(Beginning of RECORDS SUPPLIED)

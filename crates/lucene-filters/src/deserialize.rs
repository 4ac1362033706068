//! Syntax tree to filter conversion.
//!
//! A query is read as a list of filters joined by one operator, where each
//! filter is either asserted or negated:
//!
//! ```text
//! string-field:a AND NOT integer-field:3 AND boolean-field:true
//! ```
//!
//! asks for `[string-field:a, boolean-field:true]` when filters joined by
//! `AND` are requested at positive polarity, and `[integer-field:3]` at
//! negative polarity. Anything outside that shape is rejected as a whole.

use std::sync::Arc;

use lucene_ast::{Node, Operator, RangedTerm, Term, MAX_NESTING_DEPTH};

use crate::enum_terms::extract_enum_terms;
use crate::error::{DeserializeResult, Modifier, Rejection};
use crate::field::{FieldDescriptor, FieldType};
use crate::filter::Filter;
use crate::operator::{Polarity, PositiveOperator};
use crate::registry::FieldRegistry;
use crate::value::FilterValue;

/// Whether the first filter a subtree produces belongs to the other polarity
/// and is dropped.
#[derive(Debug, Clone, Copy, PartialEq, Eq)]
enum Adjust {
    Keep,
    DropFirst,
}

impl Adjust {
    /// Adjustment of the first filter of a query, which is negated exactly
    /// when the query opens with `NOT`.
    fn leading(polarity: Polarity, start_not: bool) -> Self {
        if polarity.is_positive() == start_not {
            Adjust::DropFirst
        } else {
            Adjust::Keep
        }
    }
}

/// Extracts filters of one polarity joined by one operator from a query.
///
/// # Example
///
/// ```
/// use lucene_filters::{Deserializer, FieldDescriptor, FieldRegistry, Polarity};
///
/// let registry = FieldRegistry::new(vec![FieldDescriptor::implicit("Text")]).unwrap();
/// let node = lucene_ast::parse("hello NOT world").unwrap();
///
/// let deserializer = Deserializer::new(&registry);
/// assert_eq!(deserializer.deserialize(&node).unwrap().len(), 1);
///
/// let negated = deserializer.polarity(Polarity::Negative).deserialize(&node).unwrap();
/// assert_eq!(negated[0].value().to_string(), "world");
/// ```
#[derive(Debug, Clone, Copy)]
pub struct Deserializer<'a> {
    registry: &'a FieldRegistry,
    operator: PositiveOperator,
    polarity: Polarity,
}

impl<'a> Deserializer<'a> {
    /// Creates a deserializer for positive filters joined by whitespace.
    pub fn new(registry: &'a FieldRegistry) -> Self {
        Self {
            registry,
            operator: PositiveOperator::default(),
            polarity: Polarity::default(),
        }
    }

    /// Sets the operator filters are joined by.
    pub fn operator(mut self, operator: PositiveOperator) -> Self {
        self.operator = operator;
        self
    }

    /// Sets the polarity of the filters to extract.
    pub fn polarity(mut self, polarity: Polarity) -> Self {
        self.polarity = polarity;
        self
    }

    /// Extracts the filters, in source order.
    ///
    /// # Errors
    ///
    /// Returns a [`Rejection`] as soon as any part of the query has no typed
    /// equivalent. No partial result is produced.
    pub fn deserialize(&self, node: &Node) -> DeserializeResult<Vec<Filter>> {
        let mut filters = Vec::new();
        let result = match node {
            Node::LeftOnly(group) if group.field.is_none() => {
                let adjust = Adjust::leading(self.polarity, group.start_not);
                self.walk(&group.left, adjust, 0, &mut filters)
            }
            Node::Binary(group) if group.field.is_none() => {
                let adjust = Adjust::leading(self.polarity, group.start_not);
                self.walk(&group.left, adjust, 0, &mut filters)
                    .and_then(|()| self.walk_chain(node, 0, &mut filters))
            }
            // A bare leaf or field group has no leading NOT to account for.
            _ => self.walk(node, Adjust::Keep, 0, &mut filters),
        };

        match result {
            Ok(()) => Ok(filters),
            Err(rejection) => {
                tracing::debug!(
                    operator = %self.operator,
                    polarity = ?self.polarity,
                    %rejection,
                    "query rejected"
                );
                Err(rejection)
            }
        }
    }

    /// Appends the filters of `node` to `out`, dropping the first one when
    /// `adjust` says so. `depth` counts the groups enclosing `node` below
    /// the top level.
    fn walk(
        &self,
        node: &Node,
        adjust: Adjust,
        depth: usize,
        out: &mut Vec<Filter>,
    ) -> DeserializeResult<()> {
        if depth > MAX_NESTING_DEPTH {
            return Err(Rejection::NestingTooDeep {
                limit: MAX_NESTING_DEPTH,
            });
        }

        let start = out.len();
        match node {
            Node::Term(term) => out.push(self.term_filter(term)?),
            Node::RangedTerm(range) => out.push(self.range_filter(range)?),
            Node::LeftOnly(group) => match &group.field {
                Some(field) => out.push(self.enum_filter(field, node)?),
                None => self.walk(&group.left, Adjust::Keep, depth + 1, out)?,
            },
            Node::Binary(group) => match &group.field {
                Some(field) => out.push(self.enum_filter(field, node)?),
                None => {
                    self.walk(&group.left, Adjust::Keep, depth + 1, out)?;
                    self.walk_chain(node, depth + 1, out)?;
                }
            },
        }

        if adjust == Adjust::DropFirst && out.len() > start {
            out.remove(start);
        }
        Ok(())
    }

    /// Walks the right-hand side of a binary chain whose left operand is
    /// already done. `a op b op c` chains are followed in a loop, with
    /// every operand at `depth`.
    ///
    /// The first filter of a chain always comes from its left operand, so
    /// the adjustment for a chain goes to that operand.
    fn walk_chain(
        &self,
        node: &Node,
        depth: usize,
        out: &mut Vec<Filter>,
    ) -> DeserializeResult<()> {
        let mut node = node;
        while let Node::Binary(group) = node {
            let adjust = self.operator_adjust(group.operator)?;
            match &*group.right {
                Node::Binary(next) if next.field.is_none() => {
                    self.walk(&next.left, adjust, depth, out)?;
                    node = &group.right;
                }
                right => {
                    self.walk(right, adjust, depth, out)?;
                    break;
                }
            }
        }
        Ok(())
    }

    /// Checks an operator of the query against the requested one. The
    /// operand after it is dropped when the operator negates it at the
    /// requested polarity or asserts it at the other one.
    fn operator_adjust(&self, found: Operator) -> DeserializeResult<Adjust> {
        let positive = self.polarity.is_positive();
        if found == Operator::from(self.operator) {
            Ok(if positive { Adjust::Keep } else { Adjust::DropFirst })
        } else if found == self.operator.negate() {
            Ok(if positive { Adjust::DropFirst } else { Adjust::Keep })
        } else {
            Err(Rejection::UnsupportedOperator {
                found,
                requested: self.operator,
            })
        }
    }

    fn field(&self, name: &str) -> DeserializeResult<&Arc<FieldDescriptor>> {
        self.registry
            .get(name)
            .ok_or_else(|| Rejection::unknown_field(name))
    }

    fn term_filter(&self, term: &Term) -> DeserializeResult<Filter> {
        reject_modifiers(term)?;
        let field = self.field(&term.field)?;
        let value = FilterValue::from_term(field, &term.term)?;
        Ok(Filter::coerced(Arc::clone(field), value))
    }

    fn range_filter(&self, range: &RangedTerm) -> DeserializeResult<Filter> {
        let field = self.field(&range.field)?;
        let value = FilterValue::from_range(field, &range.term_min, &range.term_max)?;
        Ok(Filter::coerced(Arc::clone(field), value))
    }

    fn enum_filter(&self, name: &str, group: &Node) -> DeserializeResult<Filter> {
        let field = self.field(name)?;
        if field.field_type != FieldType::Enum {
            return Err(Rejection::GroupedNonEnumField {
                field: name.to_string(),
            });
        }
        let terms = extract_enum_terms(group)?;
        Ok(Filter::coerced(Arc::clone(field), FilterValue::Enum(terms)))
    }
}

/// Rejects a term carrying any modifier without a typed equivalent.
fn reject_modifiers(term: &Term) -> DeserializeResult<()> {
    let modifier = if term.boost.is_some() {
        Modifier::Boost
    } else if term.prefix.is_some() {
        Modifier::Prefix
    } else if term.regex {
        Modifier::Regex
    } else if term.similarity.is_some() {
        Modifier::Similarity
    } else if term.proximity.is_some() {
        Modifier::Proximity
    } else {
        return Ok(());
    };

    Err(Rejection::UnsupportedModifier {
        field: term.field.clone(),
        modifier,
    })
}

/// Extracts filters of one polarity joined by one operator from a query.
///
/// Shorthand for configuring a [`Deserializer`].
pub fn deserialize(
    node: &Node,
    registry: &FieldRegistry,
    operator: PositiveOperator,
    polarity: Polarity,
) -> DeserializeResult<Vec<Filter>> {
    Deserializer::new(registry)
        .operator(operator)
        .polarity(polarity)
        .deserialize(node)
}

/// Extracts both the positive and the negative filters of a query.
///
/// Returns `(positive, negative)`.
pub fn split_by_polarity(
    node: &Node,
    registry: &FieldRegistry,
    operator: PositiveOperator,
) -> DeserializeResult<(Vec<Filter>, Vec<Filter>)> {
    let deserializer = Deserializer::new(registry).operator(operator);
    let positive = deserializer.polarity(Polarity::Positive).deserialize(node)?;
    let negative = deserializer.polarity(Polarity::Negative).deserialize(node)?;
    Ok((positive, negative))
}

#[cfg(test)]
mod tests {
    use lucene_ast::{BinaryGroup, LeftOnlyGroup, Prefix, IMPLICIT_FIELD};

    use super::*;

    fn registry() -> FieldRegistry {
        FieldRegistry::new(vec![
            FieldDescriptor::implicit("Text"),
            FieldDescriptor::new("n", "N", FieldType::Integer, FilterValue::Integer(0)),
            FieldDescriptor::new("e", "E", FieldType::Enum, FilterValue::Enum(vec![])),
        ])
        .unwrap()
    }

    fn term(text: &str) -> Node {
        Node::Term(Term::implicit(text))
    }

    fn values(filters: &[Filter]) -> Vec<String> {
        filters.iter().map(|f| f.value().to_string()).collect()
    }

    #[test]
    fn test_adjust_leading() {
        assert_eq!(Adjust::leading(Polarity::Positive, true), Adjust::DropFirst);
        assert_eq!(Adjust::leading(Polarity::Positive, false), Adjust::Keep);
        assert_eq!(Adjust::leading(Polarity::Negative, true), Adjust::Keep);
        assert_eq!(Adjust::leading(Polarity::Negative, false), Adjust::DropFirst);
    }

    #[test]
    fn test_bare_leaf() {
        let registry = registry();
        let filters = Deserializer::new(&registry).deserialize(&term("hello")).unwrap();
        assert_eq!(values(&filters), vec!["hello"]);
    }

    #[test]
    fn test_hand_built_chain() {
        let registry = registry();
        let node = Node::binary(
            term("a"),
            Operator::Not,
            Node::binary(term("b"), Operator::Implicit, term("c")),
        );
        let (positive, negative) =
            split_by_polarity(&node, &registry, PositiveOperator::Implicit).unwrap();
        assert_eq!(values(&positive), vec!["a", "c"]);
        assert_eq!(values(&negative), vec!["b"]);
    }

    #[test]
    fn test_inner_start_not_is_ignored() {
        // Only the top-level group's leading NOT shifts polarity.
        let registry = registry();
        let inner = Node::Binary(BinaryGroup {
            field: None,
            left: Box::new(term("a")),
            operator: Operator::Implicit,
            right: Box::new(term("b")),
            parenthesized: true,
            start_not: true,
        });
        let node = Node::left_only(inner);
        let filters = Deserializer::new(&registry).deserialize(&node).unwrap();
        assert_eq!(values(&filters), vec!["a", "b"]);
    }

    #[test]
    fn test_rejects_prefix() {
        let registry = registry();
        let node = Node::Term(Term {
            prefix: Some(Prefix::Required),
            ..Term::implicit("a")
        });
        assert_eq!(
            Deserializer::new(&registry).deserialize(&node),
            Err(Rejection::UnsupportedModifier {
                field: IMPLICIT_FIELD.to_string(),
                modifier: Modifier::Prefix,
            })
        );
    }

    #[test]
    fn test_rejects_proximity() {
        let registry = registry();
        let node = Node::Term(Term {
            proximity: Some(2),
            ..Term::implicit("a b").with_quoted(true)
        });
        assert!(matches!(
            Deserializer::new(&registry).deserialize(&node),
            Err(Rejection::UnsupportedModifier {
                modifier: Modifier::Proximity,
                ..
            })
        ));
    }

    #[test]
    fn test_rejects_unknown_field_even_when_dropped() {
        let registry = registry();
        let node = Node::LeftOnly(LeftOnlyGroup {
            field: None,
            left: Box::new(Node::Term(Term::new("missing", "x"))),
            parenthesized: false,
            start_not: true,
        });
        assert_eq!(
            Deserializer::new(&registry).deserialize(&node),
            Err(Rejection::UnknownField {
                name: "missing".to_string()
            })
        );
    }

    #[test]
    fn test_rejects_grouped_non_enum() {
        let registry = registry();
        let node = Node::LeftOnly(LeftOnlyGroup {
            field: Some("n".to_string()),
            left: Box::new(term("1")),
            parenthesized: true,
            start_not: false,
        });
        assert_eq!(
            Deserializer::new(&registry).deserialize(&node),
            Err(Rejection::GroupedNonEnumField {
                field: "n".to_string()
            })
        );
    }

    #[test]
    fn test_nesting_limit() {
        let registry = registry();
        let mut node = term("deep");
        // The top-level group does not count towards the limit.
        for _ in 0..MAX_NESTING_DEPTH + 2 {
            node = Node::left_only(node);
        }
        assert_eq!(
            Deserializer::new(&registry).deserialize(&node),
            Err(Rejection::NestingTooDeep {
                limit: MAX_NESTING_DEPTH
            })
        );
    }

    #[test]
    fn test_long_chain_is_not_limited() {
        let registry = registry();
        let count = 100_000;
        let mut node = term("last");
        for i in 0..count {
            node = Node::binary(term(&format!("t{i}")), Operator::Implicit, node);
        }
        let filters = Deserializer::new(&registry).deserialize(&node).unwrap();
        assert_eq!(filters.len(), count + 1);
        assert_eq!(filters[0].value(), &FilterValue::String("t0".to_string()));
    }
}
//! Filter to syntax tree conversion.

use lucene_ast::{BinaryGroup, Inclusive, LeftOnlyGroup, Node, Operator, RangedTerm, Term};

use crate::filter::Filter;
use crate::quoting::needs_quoting;
use crate::value::FilterValue;

/// Converts a filter to a query fragment.
///
/// Ranges become an inclusive ranged term and enums a parenthesized `OR`
/// chain on the field (`field:(a OR b)`); an empty enum becomes `field:""`.
/// Everything else is a single term, quoted when its text would not read
/// back as one term. Negative numbers are always quoted so the `-` is not
/// taken for a prefix.
///
/// The output never carries modifiers, so [`deserialize`](crate::deserialize)
/// accepts it back.
///
/// ```
/// use std::sync::Arc;
/// use lucene_filters::{serialize, FieldDescriptor, FieldType, Filter, FilterValue};
///
/// let field = Arc::new(FieldDescriptor::new("size", "Size", FieldType::Integer, FilterValue::Integer(0)));
/// let filter = Filter::new(field, FilterValue::Integer(-3)).unwrap();
/// assert_eq!(lucene_ast::print(&serialize(&filter)), r#"size:"-3""#);
/// ```
pub fn serialize(filter: &Filter) -> Node {
    let name = filter.field().name.clone();

    match filter.value() {
        FilterValue::IntegerRange(min, max) => ranged_term(name, min.to_string(), max.to_string()),
        FilterValue::FloatRange(min, max) => ranged_term(name, min.to_string(), max.to_string()),
        FilterValue::Enum(values) => enum_group(name, values),
        scalar => {
            let text = scalar.to_string();
            let quoted = needs_quoting(&text) || text.is_empty() || scalar.is_negative();
            Node::Term(Term::new(name, text).with_quoted(quoted))
        }
    }
}

fn ranged_term(field: String, term_min: String, term_max: String) -> Node {
    Node::RangedTerm(RangedTerm {
        field,
        term_min,
        term_max,
        inclusive: Inclusive::Both,
    })
}

fn enum_term(value: &str) -> Node {
    let quoted = needs_quoting(value) || value.is_empty();
    Node::Term(Term::implicit(value).with_quoted(quoted))
}

/// Builds `field:(v1 OR v2 OR ...)` as a right-leaning chain whose innermost
/// link is a one-term group.
fn enum_group(field: String, values: &[String]) -> Node {
    let Some((first, rest)) = values.split_first() else {
        return Node::LeftOnly(LeftOnlyGroup {
            field: Some(field),
            left: Box::new(enum_term("")),
            parenthesized: false,
            start_not: false,
        });
    };

    // Build the tail from the back, then hang it off the root.
    let mut tail: Option<Node> = None;
    for value in rest.iter().rev() {
        tail = Some(match tail {
            None => Node::left_only(enum_term(value)),
            Some(right) => Node::binary(enum_term(value), Operator::Or, right),
        });
    }

    match tail {
        None => Node::LeftOnly(LeftOnlyGroup {
            field: Some(field),
            left: Box::new(enum_term(first)),
            parenthesized: true,
            start_not: false,
        }),
        Some(right) => Node::Binary(BinaryGroup {
            field: Some(field),
            left: Box::new(enum_term(first)),
            operator: Operator::Or,
            right: Box::new(right),
            parenthesized: true,
            start_not: false,
        }),
    }
}
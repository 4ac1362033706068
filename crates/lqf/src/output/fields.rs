//! Field registry output formatting.

use lucene_filters::{FieldConstraints, FieldDescriptor, FieldRegistry};
use serde::Serialize;

use super::helpers::{format_header, truncate_str};

/// JSON output structure for the fields command.
#[derive(Serialize)]
pub struct FieldsListOutput<'a> {
    pub fields: Vec<&'a FieldDescriptor>,
}

/// Formats the registry as JSON.
pub fn format_fields_json(registry: &FieldRegistry) -> Result<String, serde_json::Error> {
    let output = FieldsListOutput {
        fields: registry.iter().collect(),
    };

    serde_json::to_string_pretty(&output)
}

/// Formats the registry as a table.
pub fn format_fields_table(registry: &FieldRegistry, use_colors: bool) -> String {
    if registry.is_empty() {
        return "No fields found.\n".to_string();
    }

    let mut output = String::new();
    output.push_str(&format_header(
        &format!(
            "{:<20} {:<20} {:<14} {:<14} {}",
            "Name", "Display", "Type", "Default", "Constraints"
        ),
        use_colors,
    ));

    for field in registry.iter() {
        let line = format!(
            "{:<20} {:<20} {:<14} {:<14} {}",
            truncate_str(&field.name, 20),
            truncate_str(&field.display_name, 20),
            field.field_type.as_str(),
            truncate_str(&field.default_value.to_string(), 14),
            format_constraints(field)
        );
        output.push_str(line.trim_end());
        output.push('\n');
    }

    output
}

fn format_constraints(field: &FieldDescriptor) -> String {
    match &field.constraints {
        None => String::new(),
        Some(FieldConstraints::Numeric { min, max }) => format!("{min}..{max}"),
        Some(FieldConstraints::Options { options }) => {
            let keys: Vec<&str> = options.keys().map(String::as_str).collect();
            truncate_str(&keys.join("|"), 40)
        }
    }
}
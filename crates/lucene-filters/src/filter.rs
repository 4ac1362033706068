//! Typed filters.

use std::sync::Arc;

use serde::ser::{Serialize, SerializeStruct, Serializer};

use crate::error::FilterResult;
use crate::field::FieldDescriptor;
use crate::value::FilterValue;

/// One editable search constraint: a field and a value of the field's type.
///
/// A `Filter` can only be built through [`Filter::new`], which checks the
/// value against the field, so every filter in existence is well typed.
#[derive(Debug, Clone, PartialEq)]
pub struct Filter {
    field: Arc<FieldDescriptor>,
    value: FilterValue,
}

impl Filter {
    /// Creates a filter, checking the value's shape against the field type.
    ///
    /// Integers are accepted for float fields and widened.
    ///
    /// # Errors
    ///
    /// Returns `FilterError::ValueTypeMismatch` if the value does not fit the
    /// field type, and `FilterError::NonFiniteValue` for NaN or infinite
    /// floats.
    ///
    /// ```
    /// use std::sync::Arc;
    /// use lucene_filters::{FieldDescriptor, FieldType, Filter, FilterValue};
    ///
    /// let size = Arc::new(FieldDescriptor::new("size", "Size", FieldType::Integer, FilterValue::Integer(0)));
    /// assert!(Filter::new(size.clone(), FilterValue::Integer(3)).is_ok());
    /// assert!(Filter::new(size, FilterValue::Boolean(true)).is_err());
    /// ```
    pub fn new(field: Arc<FieldDescriptor>, value: FilterValue) -> FilterResult<Self> {
        let value = value.conform_to(&field)?;
        Ok(Self { field, value })
    }

    /// Creates a filter from a value produced by coercion for this field.
    pub(crate) fn coerced(field: Arc<FieldDescriptor>, value: FilterValue) -> Self {
        debug_assert_eq!(value.field_type(), field.field_type);
        Self { field, value }
    }

    pub fn field(&self) -> &FieldDescriptor {
        &self.field
    }

    pub fn value(&self) -> &FilterValue {
        &self.value
    }
}

impl Serialize for Filter {
    fn serialize<S: Serializer>(&self, serializer: S) -> Result<S::Ok, S::Error> {
        let mut state = serializer.serialize_struct("Filter", 3)?;
        state.serialize_field("field", &self.field.name)?;
        state.serialize_field("type", &self.field.field_type)?;
        state.serialize_field("value", &self.value)?;
        state.end()
    }
}
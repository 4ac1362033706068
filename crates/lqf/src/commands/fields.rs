//! Fields command implementation.
//!
//! Lists the fields queries may name.

use lucene_filters::FieldRegistry;

use super::{CommandContext, Result};
use crate::output::{format_fields_json, format_fields_table};

/// Executes the fields command.
pub fn execute(ctx: &CommandContext, registry: &FieldRegistry) -> Result<()> {
    if ctx.json_output {
        println!("{}", format_fields_json(registry)?);
    } else if !ctx.quiet {
        print!("{}", format_fields_table(registry, ctx.use_colors));
    }

    Ok(())
}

(End of RECORDS SUPPLIED)

If "produced" is in a line of the listing above, count that line; give the final number and nothing more.

◆ OUTPUT FOR THIS TASK: 2